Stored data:
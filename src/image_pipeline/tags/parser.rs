//! Walks the directories of a TIFF/DNG stream and dispatches each tag.
//!
//! Every entry is offered to the handlers in a fixed order: image
//! directory, EXIF, shared, camera profile. The first handler that returns
//! `Ok(true)` owns the tag; later handlers never see it. Tags no handler
//! claims are skipped.
//!
//! A handler fails with a recoverable `BadFormat` when a tag does not match
//! its type/count schema. Outside strict mode the parser logs a warning and
//! moves on; in strict mode the error ends the parse.

use std::collections::HashSet;

use tracing::{debug, trace, warn};

use crate::image_pipeline::common::endian::Endian;
use crate::image_pipeline::common::error::{DngError, Result};
use crate::image_pipeline::common::host::Host;
use crate::image_pipeline::tags::directory::{Ifd, TagEntry, TiffHeader};
use crate::image_pipeline::tags::exif::{ExifHandler, ExifInfo};
use crate::image_pipeline::tags::image_dir::{ImageDirectory, ImageDirectoryHandler};
use crate::image_pipeline::tags::profile_info::{ProfileHandler, ProfileInfo};
use crate::image_pipeline::tags::shared::{SharedHandler, SharedInfo};
use crate::image_pipeline::tags::stream::TiffStream;
use crate::image_pipeline::tags::types::{
    MAX_IMAGE_DIRECTORIES, PROFILE_MAGIC, SUBFILE_MAIN_IMAGE, TIFF_MAGIC, TagContext,
};

/// One cooperating group of tag parsers.
pub trait TagHandler {
    fn name(&self) -> &'static str;

    /// Parses `entry` if this handler owns it in `context`.
    ///
    /// The stream is positioned at the entry's value. Returns `Ok(false)`
    /// without reading anything when the tag is not handled here.
    fn parse_tag(
        &self,
        stream: &mut TiffStream<'_>,
        context: TagContext,
        entry: &TagEntry,
        info: &mut TiffInfo,
    ) -> Result<bool>;
}

/// Everything read from one stream.
#[derive(Debug, Clone)]
pub struct TiffInfo {
    pub header: TiffHeader,
    pub ifds: Vec<ImageDirectory>,
    pub exif: ExifInfo,
    pub shared: SharedInfo,
    pub extra_profiles: Vec<ProfileInfo>,
    /// Index into `ifds` of the main (full resolution) image.
    pub main_index: Option<usize>,
    /// Malformed optional structures that were skipped.
    pub warnings: usize,
}

impl TiffInfo {
    pub fn new(header: TiffHeader) -> Self {
        let mut shared = SharedInfo::default();
        shared.camera_profile.big_endian = header.endian == Endian::Big;
        Self {
            header,
            ifds: Vec::new(),
            exif: ExifInfo::default(),
            shared,
            extra_profiles: Vec::new(),
            main_index: None,
            warnings: 0,
        }
    }

    pub fn main_ifd(&self) -> Option<&ImageDirectory> {
        self.main_index.and_then(|i| self.ifds.get(i))
    }

    pub fn is_dng(&self) -> bool {
        self.shared.is_dng()
    }

    /// Picks the first full-resolution raw directory, falling back to the
    /// first full-resolution directory of any kind.
    fn choose_main_index(&self) -> Option<usize> {
        let mains = || {
            self.ifds
                .iter()
                .enumerate()
                .filter(|(_, ifd)| ifd.new_subfile_type == SUBFILE_MAIN_IMAGE)
        };
        mains()
            .find(|(_, ifd)| ifd.is_raw())
            .or_else(|| mains().next())
            .map(|(i, _)| i)
    }
}

pub struct TagParser {
    handlers: Vec<Box<dyn TagHandler>>,
    strict: bool,
}

impl TagParser {
    pub fn new(strict: bool) -> Self {
        Self::with_handlers(
            vec![
                Box::new(ImageDirectoryHandler),
                Box::new(ExifHandler),
                Box::new(SharedHandler),
                Box::new(ProfileHandler),
            ],
            strict,
        )
    }

    pub fn from_host(host: &Host) -> Self {
        Self::new(host.config().strict_parsing)
    }

    /// Parser with a custom handler order.
    pub fn with_handlers(handlers: Vec<Box<dyn TagHandler>>, strict: bool) -> Self {
        Self { handlers, strict }
    }

    pub fn is_strict(&self) -> bool {
        self.strict
    }

    /// Offers `entry` to each handler in order; first match wins.
    pub fn dispatch(
        &self,
        stream: &mut TiffStream<'_>,
        context: TagContext,
        entry: &TagEntry,
        info: &mut TiffInfo,
    ) -> Result<bool> {
        for handler in &self.handlers {
            stream.set_position(entry.value_offset)?;
            if handler.parse_tag(stream, context, entry, info)? {
                trace!("Tag {} in {:?} handled by {}", entry.code, context, handler.name());
                return Ok(true);
            }
        }
        Ok(false)
    }

    /// Parses every entry of a directory, downgrading recoverable failures.
    pub fn parse_directory(
        &self,
        stream: &mut TiffStream<'_>,
        context: TagContext,
        ifd: &Ifd,
        info: &mut TiffInfo,
    ) -> Result<()> {
        for entry in &ifd.entries {
            match self.dispatch(stream, context, entry, info) {
                Ok(true) => {}
                Ok(false) => trace!("Skipping unknown tag {} in {:?}", entry.code, context),
                Err(e) => self.downgrade(e, info, || format!("tag {}", entry.code))?,
            }
        }
        Ok(())
    }

    /// Parses a whole TIFF/DNG stream.
    pub fn parse(&self, data: &[u8], host: &Host) -> Result<TiffInfo> {
        let _span = tracing::debug_span!("parse_tiff", bytes = data.len()).entered();

        let header = TiffHeader::read(data)?;
        if header.magic == PROFILE_MAGIC {
            return Err(DngError::bad_format("stream holds a camera profile, not an image"));
        }
        let mut stream = TiffStream::new(data, header.endian);
        let mut info = TiffInfo::new(header);
        let mut visited = HashSet::new();

        let mut next = header.first_ifd;
        let mut chain_index = 0usize;
        while next != 0 {
            host.sniff_for_abort()?;
            match self.parse_image_directory(&mut stream, next, &mut visited, &mut info, host) {
                Ok(following) => next = following,
                Err(e) if chain_index == 0 => return Err(e),
                Err(e) => {
                    self.downgrade(e, &mut info, || format!("directory at {}", next))?;
                    break;
                }
            }
            chain_index += 1;
        }

        if let Some(offset) = info.shared.exif_ifd {
            self.parse_sub_directory(&mut stream, offset, TagContext::Exif, &mut visited, &mut info)?;
        }
        if let Some(offset) = info.shared.gps_ifd {
            self.parse_sub_directory(&mut stream, offset, TagContext::Gps, &mut visited, &mut info)?;
        }

        let profile_offsets = info.shared.extra_camera_profiles.clone();
        for offset in profile_offsets {
            host.sniff_for_abort()?;
            if let Err(e) = self.parse_extra_profile(data, offset, &mut info) {
                self.downgrade(e, &mut info, || format!("extra profile at {}", offset))?;
            }
        }

        info.main_index = info.choose_main_index();
        debug!(
            "Parsed {} directories, {} extra profiles, main index {:?}, {} warnings",
            info.ifds.len(),
            info.extra_profiles.len(),
            info.main_index,
            info.warnings
        );
        Ok(info)
    }

    /// Parses a standalone camera profile stream (magic `0x4352`).
    pub fn parse_profile(&self, data: &[u8]) -> Result<ProfileInfo> {
        let header = TiffHeader::read(data)?;
        let mut info = TiffInfo::new(header);
        self.parse_extra_profile(data, 0, &mut info)?;
        info.extra_profiles
            .pop()
            .ok_or_else(|| DngError::bad_format("empty camera profile stream"))
    }

    fn parse_image_directory(
        &self,
        stream: &mut TiffStream<'_>,
        offset: u64,
        visited: &mut HashSet<u64>,
        info: &mut TiffInfo,
        host: &Host,
    ) -> Result<u64> {
        if !visited.insert(offset) {
            return Err(DngError::bad_format(format!("directory loop at {}", offset)));
        }
        if info.ifds.len() >= MAX_IMAGE_DIRECTORIES {
            return Err(DngError::bad_format("too many image directories"));
        }

        let ifd = Ifd::read(stream, offset)?;
        let index = info.ifds.len();
        info.ifds.push(ImageDirectory::new(offset));
        self.parse_directory(stream, TagContext::Ifd(index), &ifd, info)?;

        let sub_ifds = info.ifds[index].sub_ifds.clone();
        for sub in sub_ifds {
            host.sniff_for_abort()?;
            if let Err(e) = self.parse_image_directory(stream, sub, visited, info, host) {
                self.downgrade(e, info, || format!("sub-directory at {}", sub))?;
            }
        }
        Ok(ifd.next_offset)
    }

    fn parse_sub_directory(
        &self,
        stream: &mut TiffStream<'_>,
        offset: u64,
        context: TagContext,
        visited: &mut HashSet<u64>,
        info: &mut TiffInfo,
    ) -> Result<()> {
        if !visited.insert(offset) {
            return self.downgrade(
                DngError::bad_format(format!("{:?} directory shares offset {}", context, offset)),
                info,
                || format!("{:?} directory", context),
            );
        }
        let result = Ifd::read(stream, offset)
            .and_then(|ifd| self.parse_directory(stream, context, &ifd, info));
        match result {
            Ok(()) => Ok(()),
            Err(e) => self.downgrade(e, info, || format!("{:?} directory", context)),
        }
    }

    /// Profile streams carry offsets relative to their own start.
    fn parse_extra_profile(&self, data: &[u8], offset: u64, info: &mut TiffInfo) -> Result<()> {
        let slice = usize::try_from(offset)
            .ok()
            .and_then(|start| data.get(start..))
            .ok_or(DngError::EndOfFile(offset))?;
        let header = TiffHeader::read(slice)?;
        if header.magic != PROFILE_MAGIC && header.magic != TIFF_MAGIC {
            return Err(DngError::bad_format(format!(
                "profile magic {:#06x}",
                header.magic
            )));
        }
        let mut stream = TiffStream::new(slice, header.endian);
        let ifd = Ifd::read(&mut stream, header.first_ifd)?;

        info.extra_profiles.push(ProfileInfo {
            big_endian: header.endian == Endian::Big,
            ..ProfileInfo::default()
        });
        if let Err(e) = self.parse_directory(&mut stream, TagContext::Profile, &ifd, info) {
            info.extra_profiles.pop();
            return Err(e);
        }
        Ok(())
    }

    /// Logs and swallows `error` if it is recoverable and parsing is lenient.
    fn downgrade(
        &self,
        error: DngError,
        info: &mut TiffInfo,
        what: impl FnOnce() -> String,
    ) -> Result<()> {
        if self.strict || !error.is_recoverable() {
            return Err(error);
        }
        warn!("Ignoring malformed {}: {}", what(), error);
        info.warnings += 1;
        Ok(())
    }
}

/// Parses `data` with the host's strictness setting.
pub fn parse_tiff(data: &[u8], host: &Host) -> Result<TiffInfo> {
    TagParser::from_host(host).parse(data, host)
}
//! TIFF RATIONAL / SRATIONAL values.

use std::fmt;

#[derive(Debug, Clone, Copy, PartialEq, Eq, Hash, Default)]
pub struct URational {
    pub n: u32,
    pub d: u32,
}

impl URational {
    pub const fn new(n: u32, d: u32) -> Self {
        Self { n, d }
    }

    pub fn is_valid(&self) -> bool {
        self.d != 0
    }

    pub fn as_f64(&self) -> f64 {
        if self.d == 0 {
            0.0
        } else {
            self.n as f64 / self.d as f64
        }
    }

    /// Closest rational with the given denominator.
    pub fn from_f64(value: f64, denominator: u32) -> Self {
        let n = (value.max(0.0) * denominator as f64).round();
        Self::new(n.min(u32::MAX as f64) as u32, denominator)
    }

    /// Picks a denominator that keeps the numerator in range.
    pub fn from_f64_auto(value: f64) -> Self {
        let value = value.max(0.0);
        let mut d: u32 = 1;
        while d < 1_000_000 && value * (d as f64 * 10.0) < u32::MAX as f64 {
            if ((value * d as f64).round() - value * d as f64).abs() < 1e-9 {
                break;
            }
            d *= 10;
        }
        Self::from_f64(value, d)
    }
}

impl fmt::Display for URational {
    fn fmt(&self, f: &mut fmt::Formatter<'_>) -> fmt::Result {
        write!(f, "{}/{}", self.n, self.d)
    }
}

#[derive(Debug, Clone, Copy, PartialEq, Eq, Hash, Default)]
pub struct SRational {
    pub n: i32,
    pub d: i32,
}

impl SRational {
    pub const fn new(n: i32, d: i32) -> Self {
        Self { n, d }
    }

    pub fn is_valid(&self) -> bool {
        self.d != 0
    }

    pub fn as_f64(&self) -> f64 {
        if self.d == 0 {
            0.0
        } else {
            self.n as f64 / self.d as f64
        }
    }

    pub fn from_f64(value: f64, denominator: i32) -> Self {
        let n = (value * denominator as f64)
            .round()
            .clamp(i32::MIN as f64, i32::MAX as f64);
        Self::new(n as i32, denominator)
    }
}

impl fmt::Display for SRational {
    fn fmt(&self, f: &mut fmt::Formatter<'_>) -> fmt::Result {
        write!(f, "{}/{}", self.n, self.d)
    }
}

#[cfg(test)]
mod tests {
    use super::*;

    #[test]
    fn zero_denominator_reads_as_zero() {
        assert_eq!(URational::new(5, 0).as_f64(), 0.0);
        assert!(!URational::new(5, 0).is_valid());
    }

    #[test]
    fn auto_denominator_is_exact_for_short_decimals() {
        let r = URational::from_f64_auto(0.25);
        assert_eq!(r.as_f64(), 0.25);
        let s = SRational::from_f64(-0.5, 10000);
        assert_eq!(s, SRational::new(-5000, 10000));
    }
}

## WORK INSTRUCTION
Please show every line of the records that holds the word "round".

## FINISHED EXERCISE
        let n = (value.max(0.0) * denominator as f64).round();
            if ((value * d as f64).round() - value * d as f64).abs() < 1e-9 {
            .round()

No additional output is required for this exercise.